Note: I'm using Excel for Mac 2019.
A B C D E F G
+---------+---------+-----+---------+-------+---------+---------------------------+
1 | Label | Price | | Budget | Items | Change | Item(s) |
+---------+---------+-----+---------+-------+---------+---------------------------+
2 | Item #1 | $ 10.00 | | $ 40.00 | 3 | $ 4.50 | Item #1, Item #2, Item #3 |
+---------+---------+-----+---------+-------+---------+---------------------------+
3 | Item #2 | $ 20.00 | | | | | |
+---------+---------+-----+---------+-------+---------+---------------------------+
4 | Item #3 | $ 5.50 | | | | | |
+---------+---------+-----+---------+-------+---------+---------------------------+
5 | Item #4 | $ 25.00 | | | | | |
+---------+---------+-----+---------+-------+---------+---------------------------+
6 | Item #5 | $ 12.50 | | | | | |
+---------+---------+-----+---------+-------+---------+---------------------------+
For E2, I've attempted:
{=MAX(N(SUM(INDIRECT("$B$2:$B$"&ROW($B$2:$B$6)))<=$D2)*ROW($B$2:$B$6)-MIN(ROW($B$2:$B$6))+1)}
Though, the above values and this formula result in an output of -1.
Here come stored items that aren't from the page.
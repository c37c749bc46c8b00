use bigdecimal::{BigDecimal, FromPrimitive};
use thiserror::Error;

pub const MAX_DISCOUNT: i32 = 100;

#[derive(Error, Debug, Clone, PartialEq)]
pub enum PricingError {
    #[error("Product price after applying discount cannot be lower than the cost price.")]
    BelowCost,

    #[error("Discount must be between 0 and {MAX_DISCOUNT}.")]
    DiscountOutOfRange,

    #[error("Loss factor {0} is not a finite number.")]
    InvalidLossFactor(f64),
}

/// Price after applying a percentage discount, rounded to cents.
pub fn discounted_price(price: &BigDecimal, discount: i32) -> BigDecimal {
    let remaining = BigDecimal::from(MAX_DISCOUNT - discount);
    (price * remaining / BigDecimal::from(MAX_DISCOUNT)).round(2)
}

/// Like `discounted_price`, but `None` when no discount applies.
pub fn effective_discounted_price(price: &BigDecimal, discount: i32) -> Option<BigDecimal> {
    (discount != 0).then(|| discounted_price(price, discount))
}

/// Rejects a price/discount combination that sells below
/// `cost_price * loss_factor`.
pub fn check_loss(
    price: &BigDecimal,
    discount: i32,
    cost_price: &BigDecimal,
    loss_factor: f64,
) -> Result<(), PricingError> {
    if !(0..=MAX_DISCOUNT).contains(&discount) {
        return Err(PricingError::DiscountOutOfRange);
    }
    let factor = BigDecimal::from_f64(loss_factor).ok_or(PricingError::InvalidLossFactor(loss_factor))?;
    let min_acceptable = cost_price * factor;
    let remaining = BigDecimal::from(MAX_DISCOUNT - discount);
    let after_discount = price * remaining / BigDecimal::from(MAX_DISCOUNT);

    if after_discount < min_acceptable {
        return Err(PricingError::BelowCost);
    }
    Ok(())
}

#[cfg(test)]
mod tests {
    use super::*;
    use std::str::FromStr;

    fn dec(s: &str) -> BigDecimal {
        BigDecimal::from_str(s).unwrap()
    }

    #[test]
    fn discount_is_applied_and_rounded() {
        assert_eq!(discounted_price(&dec("100.00"), 15), dec("85.00"));
        assert_eq!(discounted_price(&dec("9.99"), 33), dec("6.69"));
        assert_eq!(discounted_price(&dec("10"), 100), dec("0"));
    }

    #[test]
    fn zero_discount_has_no_discounted_price() {
        assert_eq!(effective_discounted_price(&dec("10"), 0), None);
        assert_eq!(effective_discounted_price(&dec("10"), 50), Some(dec("5.00")));
    }

    #[test]
    fn price_at_cost_is_accepted() {
        assert_eq!(check_loss(&dec("100"), 20, &dec("80"), 1.0), Ok(()));
    }

    #[test]
    fn price_below_cost_is_rejected() {
        assert_eq!(
            check_loss(&dec("100"), 21, &dec("80"), 1.0),
            Err(PricingError::BelowCost)
        );
    }

    #[test]
    fn loss_factor_scales_the_floor() {
        // 90 after discount, floor is 80 * 1.2 = 96
        assert_eq!(
            check_loss(&dec("100"), 10, &dec("80"), 1.2),
            Err(PricingError::BelowCost)
        );
        assert_eq!(check_loss(&dec("100"), 10, &dec("80"), 0.5), Ok(()));
    }

    #[test]
    fn discount_outside_range_is_rejected() {
        assert_eq!(
            check_loss(&dec("100"), 101, &dec("1"), 1.0),
            Err(PricingError::DiscountOutOfRange)
        );
        assert_eq!(
            check_loss(&dec("100"), -1, &dec("1"), 1.0),
            Err(PricingError::DiscountOutOfRange)
        );
    }
}
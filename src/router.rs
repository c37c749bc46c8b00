use axum::{
    routing::get,
    Router,
};
use std::sync::Arc;
use tower_http::cors::CorsLayer;
use tower_http::trace::TraceLayer;

use crate::config::Config;
use crate::db::repositories::DBPool;
use crate::handlers::categories::{create_category, delete_category, get_category, list_categories};
use crate::handlers::health::health;
use crate::handlers::products::{
    create_product, delete_product, get_product, get_product_detail, patch_product,
    replace_product, search_products,
};

// Define the application state struct
#[derive(Clone)]
pub struct AppState {
    pub pool: Arc<DBPool>,
    pub config: Arc<Config>,
}

// Function to create the Axum router
pub fn create_router(pool: Arc<DBPool>, config: Arc<Config>) -> Router {
    let app_state = AppState { pool, config };

    Router::new()
        .route("/health", get(health))
        // Public catalogue
        .route("/v0/products/search", get(search_products))
        .route("/v0/products/search/:product_id", get(get_product_detail))
        .route("/v0/categories", get(list_categories).post(create_category))
        // Admin management
        .route("/v0/products", axum::routing::post(create_product))
        .route(
            "/v0/products/:product_id",
            get(get_product)
                .put(replace_product)
                .patch(patch_product)
                .delete(delete_product),
        )
        .route(
            "/v0/categories/:category_id",
            get(get_category).delete(delete_category),
        )
        .layer(TraceLayer::new_for_http())
        .layer(CorsLayer::permissive())
        .with_state(app_state)
}
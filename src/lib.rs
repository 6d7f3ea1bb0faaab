//! # fuzztrie
//!
//! Fuzzy string matching built on Levenshtein automata.
//!
//! Given a pattern and a maximum edit distance, the library compiles a
//! deterministic automaton that accepts exactly the strings within that
//! distance of the pattern. A companion persistent trie index maps many
//! keys to values and retrieves everything within the distance bound by
//! walking the trie and the automaton together, without scanning the
//! whole key set.
//!
//! ## Example
//!
//! ```rust
//! use fuzztrie::prelude::*;
//!
//! let dfa = ByteAutomaton::from_pattern("hello", 1);
//! assert!(dfa.matches("hell"));
//! assert!(!dfa.matches("hall"));
//!
//! let index: ByteIndex<&str> = ByteIndex::new()
//!     .add("hello", "world")
//!     .add("hall", "vestibule");
//!
//! let mut found = index.retrieve_list("hell", 1);
//! found.sort_unstable();
//! assert_eq!(found, vec!["vestibule", "world"]);
//! ```

#![warn(missing_docs)]
#![warn(clippy::all)]

pub mod alphabet;
pub mod automaton;
pub mod distance;
pub mod index;

/// Common imports for convenient usage
pub mod prelude {
    pub use crate::alphabet::Symbol;
    pub use crate::automaton::{
        Automaton, AutomatonBuilder, BuilderError, ByteAutomaton, CharAutomaton,
    };
    pub use crate::distance::levenshtein_distance;
    pub use crate::index::{ByteIndex, CharIndex, FuzzyIndex};
}
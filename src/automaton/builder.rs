//! Builder pattern for creating Automaton instances.

use super::Automaton;
use crate::alphabet::Symbol;

/// Error type for builder validation failures.
#[derive(Debug, Clone, PartialEq, Eq, thiserror::Error)]
pub enum BuilderError {
    /// No pattern was provided
    #[error("Pattern is required. Use .pattern() to set it.")]
    MissingPattern,
}

/// Builder for constructing an [`Automaton`] with a fluent API.
///
/// # Example
///
/// ```rust
/// use fuzztrie::automaton::{AutomatonBuilder, ByteAutomaton};
///
/// let dfa: ByteAutomaton = AutomatonBuilder::new()
///     .pattern("hello")
///     .max_distance(1)
///     .build()
///     .unwrap();
/// assert!(dfa.matches("hell"));
/// ```
pub struct AutomatonBuilder<C: Symbol = u8> {
    pattern: Option<Vec<C>>,
    max_distance: usize,
}

impl<C: Symbol> AutomatonBuilder<C> {
    /// Create a new builder. The distance bound defaults to 2.
    pub fn new() -> Self {
        AutomatonBuilder {
            pattern: None,
            max_distance: 2,
        }
    }

    /// Set the pattern from a string.
    pub fn pattern(mut self, pattern: &str) -> Self {
        self.pattern = Some(C::from_str(pattern));
        self
    }

    /// Set the pattern from an explicit unit slice.
    pub fn units(mut self, pattern: &[C]) -> Self {
        self.pattern = Some(pattern.to_vec());
        self
    }

    /// Set the maximum edit distance.
    pub fn max_distance(mut self, max_distance: usize) -> Self {
        self.max_distance = max_distance;
        self
    }

    /// Compile the automaton, validating that a pattern was supplied.
    pub fn build(self) -> Result<Automaton<C>, BuilderError> {
        let pattern = self.pattern.ok_or(BuilderError::MissingPattern)?;
        Ok(Automaton::from_units(&pattern, self.max_distance))
    }
}

impl<C: Symbol> Default for AutomatonBuilder<C> {
    fn default() -> Self {
        Self::new()
    }
}
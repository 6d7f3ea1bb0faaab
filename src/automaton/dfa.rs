//! Determinisation of the nondeterministic automaton.
//!
//! Classic subset construction, with one twist for large alphabets: each
//! deterministic state keeps explicit edges only for the units that appear
//! as match labels in its underlying position set, plus a single
//! `otherwise` edge covering every other unit. Without it, wildcard
//! behaviour would need one edge per unit in the alphabet — ruinous for
//! code points. At lookup time an explicit edge shadows `otherwise`.

use super::nda::{Nda, NdaStateId, NdaTransition};
use crate::alphabet::Symbol;
use rustc_hash::FxHashMap;
use smallvec::SmallVec;
use std::collections::VecDeque;
use std::fmt;

/// Identifier of a deterministic state. The start state is always `0`.
pub(crate) type DfaStateId = u32;

/// One deterministic state.
#[derive(Debug, Clone)]
struct DfaState<C> {
    /// Explicit edges, unique and sorted by label.
    edges: SmallVec<[(C, DfaStateId); 4]>,
    /// Default edge taken when no explicit label matches.
    otherwise: Option<DfaStateId>,
    /// Whether the underlying position set contains an accept entry.
    is_final: bool,
}

/// A compiled deterministic Levenshtein automaton.
///
/// Immutable after construction. Each state corresponds to an ε-closed set
/// of grid cells of the nondeterministic automaton; the set → id map lives
/// only for the duration of [`Dfa::compile`].
#[derive(Debug, Clone)]
pub(crate) struct Dfa<C> {
    states: Vec<DfaState<C>>,
}

/// A canonical (sorted, deduplicated) set of nondeterministic states.
type StateSet = Vec<NdaStateId>;

impl<C: Symbol> Dfa<C> {
    /// Run subset construction over the nondeterministic grid.
    ///
    /// Terminates because the reachable ε-closed sets are finite and each
    /// is interned exactly once; the worklist visits every deterministic
    /// state exactly once.
    pub(crate) fn compile(nda: &Nda<C>) -> Self {
        let mut dfa = Dfa { states: Vec::new() };
        let mut ids: FxHashMap<StateSet, DfaStateId> = FxHashMap::default();
        let mut worklist: VecDeque<(DfaStateId, StateSet)> = VecDeque::new();

        let start = saturate(nda, vec![nda.start()]);
        intern(nda, &mut dfa, &mut ids, &mut worklist, start);

        while let Some((id, set)) = worklist.pop_front() {
            for label in char_set(nda, &set) {
                let target = step_on_unit(nda, &set, label);
                if target.is_empty() {
                    continue;
                }
                let target_id = intern(nda, &mut dfa, &mut ids, &mut worklist, target);
                dfa.states[id as usize].edges.push((label, target_id));
            }

            let fallback = step_on_any(nda, &set);
            if !fallback.is_empty() {
                let target_id = intern(nda, &mut dfa, &mut ids, &mut worklist, fallback);
                dfa.states[id as usize].otherwise = Some(target_id);
            }
        }

        dfa
    }

    /// The start state.
    #[inline]
    pub(crate) fn start(&self) -> DfaStateId {
        0
    }

    /// Follow one query unit: an explicit edge if the label matches,
    /// otherwise the default edge, otherwise blocked.
    #[inline]
    pub(crate) fn step(&self, state: DfaStateId, unit: C) -> Option<DfaStateId> {
        let state = &self.states[state as usize];
        state
            .edges
            .iter()
            .find(|(label, _)| *label == unit)
            .map(|&(_, next)| next)
            .or(state.otherwise)
    }

    /// Whether a state accepts.
    #[inline]
    pub(crate) fn is_final(&self, state: DfaStateId) -> bool {
        self.states[state as usize].is_final
    }

    /// Run the automaton over a full query.
    pub(crate) fn accepts<I: IntoIterator<Item = C>>(&self, query: I) -> bool {
        let mut state = self.start();
        for unit in query {
            match self.step(state, unit) {
                Some(next) => state = next,
                None => return false,
            }
        }
        self.is_final(state)
    }

    /// Number of deterministic states.
    pub(crate) fn state_count(&self) -> usize {
        self.states.len()
    }

    /// Write a human-readable edge listing to `sink`.
    ///
    /// The format is for debugging only and may change.
    pub(crate) fn debug_print<W: fmt::Write>(&self, sink: &mut W) -> fmt::Result {
        for (id, state) in self.states.iter().enumerate() {
            let marker = if state.is_final { " (final)" } else { "" };
            writeln!(sink, "state {id}{marker}:")?;
            for (label, next) in &state.edges {
                writeln!(sink, "  {label:?} -> {next}")?;
            }
            if let Some(next) = state.otherwise {
                writeln!(sink, "  * -> {next}")?;
            }
        }
        Ok(())
    }
}

/// Intern a state set: allocate a fresh deterministic state on first
/// sight and queue it for expansion.
fn intern<C: Symbol>(
    nda: &Nda<C>,
    dfa: &mut Dfa<C>,
    ids: &mut FxHashMap<StateSet, DfaStateId>,
    worklist: &mut VecDeque<(DfaStateId, StateSet)>,
    set: StateSet,
) -> DfaStateId {
    if let Some(&id) = ids.get(&set) {
        return id;
    }

    let id = dfa.states.len() as DfaStateId;
    dfa.states.push(DfaState {
        edges: SmallVec::new(),
        otherwise: None,
        is_final: set.iter().any(|&s| nda.is_accepting(s)),
    });
    ids.insert(set.clone(), id);
    worklist.push_back((id, set));
    id
}

/// ε-closure: the least fixpoint of `seeds` under epsilon transitions,
/// canonicalised. FIFO worklist; terminates because epsilon edges strictly
/// advance through the finite grid.
fn saturate<C: Symbol>(nda: &Nda<C>, seeds: Vec<NdaStateId>) -> StateSet {
    let mut closure = seeds;
    let mut queue: VecDeque<NdaStateId> = closure.iter().copied().collect();

    while let Some(state) = queue.pop_front() {
        for transition in nda.transitions(state) {
            if let NdaTransition::Epsilon(next) = *transition {
                if !closure.contains(&next) {
                    closure.push(next);
                    queue.push_back(next);
                }
            }
        }
    }

    closure.sort_unstable();
    closure.dedup();
    closure
}

/// Distinct match labels on transitions out of any state in the set,
/// in unit order.
fn char_set<C: Symbol>(nda: &Nda<C>, set: &StateSet) -> SmallVec<[C; 8]> {
    let mut labels: SmallVec<[C; 8]> = SmallVec::new();
    for &state in set {
        for transition in nda.transitions(state) {
            if let NdaTransition::Match(label, _) = *transition {
                if !labels.contains(&label) {
                    labels.push(label);
                }
            }
        }
    }
    labels.sort_unstable();
    labels
}

/// `δ(S, c)`: destinations of matching `Match` edges plus all `Any`
/// edges, ε-closed.
fn step_on_unit<C: Symbol>(nda: &Nda<C>, set: &StateSet, unit: C) -> StateSet {
    let mut seeds = Vec::new();
    for &state in set {
        for transition in nda.transitions(state) {
            match *transition {
                NdaTransition::Match(label, next) if label == unit => seeds.push(next),
                NdaTransition::Any(next) => seeds.push(next),
                _ => {}
            }
        }
    }
    saturate(nda, seeds)
}

/// `δ(S, *)`: destinations of `Any` edges only, ε-closed. This becomes
/// the `otherwise` edge; explicit edges shadow it.
fn step_on_any<C: Symbol>(nda: &Nda<C>, set: &StateSet) -> StateSet {
    let mut seeds = Vec::new();
    for &state in set {
        for transition in nda.transitions(state) {
            if let NdaTransition::Any(next) = *transition {
                seeds.push(next);
            }
        }
    }
    saturate(nda, seeds)
}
Note: The formula for F2 and G2 seemingly easily follow E2; e.g. {=$D2-SUM(IF((ROW($B$2:$B$6)-MIN(ROW($B$2:$B$6))+1)<=$E2,$B$2:$B$6,0))} and {=TEXTJOIN(", ",TRUE,INDIRECT("$A$2:$A$"&(MIN(ROW($B$2:$B$6))+$E2-1)))} seem to work well, respectively.
Observations
{="$B$2:$B$"&ROW($B$2:$B$6)} evaluates to {"$B$2:$B$2";"$B$2:$B$3";...;"$B$2:$B$6"} (as desired);
{=INDIRECT("$B$2:$B$"&ROW($B$2:$B$6)) should evaluate to the equivalent of {{$B$2:$B$2},{$B$2:$B$3},...,{$B$2:$B$6}}; though, as a 1x5 multi-cell array formula, evaluates to the equivalent of {#VALUE!,#VALUE!,#VALUE!,#VALUE!,#VALUE!} and, with F9 does to {10;#N/A;#N/A;#N/A;12.5};
{=SUM(INDIRECT("$B$2:$B$"&ROW($B$2:$B$6)))<=$D2}, as a 1x5 multi-cell array formula, evaluates to the equivalent of {TRUE;TRUE;TRUE;FALSE;FALSE} (as desired); though, with F9 does to #VALUE!;
{=N(SUM(INDIRECT("$B$2:$B$"&ROW($B$2:$B$6)))<=$D2)}, as a 1x5 multi-cell array formula, evaluates to the equivalent of 1;1;1;0;0 (as desired); though, with F9 does again to #VALUE!;
{=N(SUM(INDIRECT("$B$2:$B$"&ROW($B$2:$B$6)))<=$D2)*ROW($B$2:$B$6), as as 1x5 multi-cell array formula, evaluates to the equivalent of {2,3,4,0,0} (as desired); though, with F9 does to {#VALUE!,#VALUE!,#VALUE!,#VALUE!,#VALUE!};
{=N(SUM(INDIRECT("$B$2:$B$"&ROW($B$2:$B$6)))<=$D2)*ROW($B$2:$B$6)-MIN(ROW($B$2:$B$6))+1}, as a 1x5 multi-cell array formula, evaluates to the equivalent of {1,2,3,-1,-1} (as desired); though, with F9 does again to {#VALUE!,#VALUE!,#VALUE!,#VALUE!,#VALUE!}; and,
{=MAX(N(SUM(INDIRECT("$B$2:$B$"&ROW($B$2:$B$6)))<=$D2)*ROW($B$2:$B$6)-MIN(ROW($B$2:$B$6))+1)} evaluates to -1
Interestingly:
If {=N(SUM(INDIRECT("$B$2:$B$"&ROW($B$2:$B$6)))<=$D2)*ROW($B$2:$B$6)-MIN(ROW($B$2:$B$6))+1} is placed as the multi-cell array formula in, say, E10:E14, a =MAX($E$10:$E$14) results in 3 (as desired).
Speculation
At present, I'm speculating that, when entered as a single cell array formula, the INDIRECT is not being assessed to be array producing and/or the SUM, as part of a single cell array formula, is not producing an array result.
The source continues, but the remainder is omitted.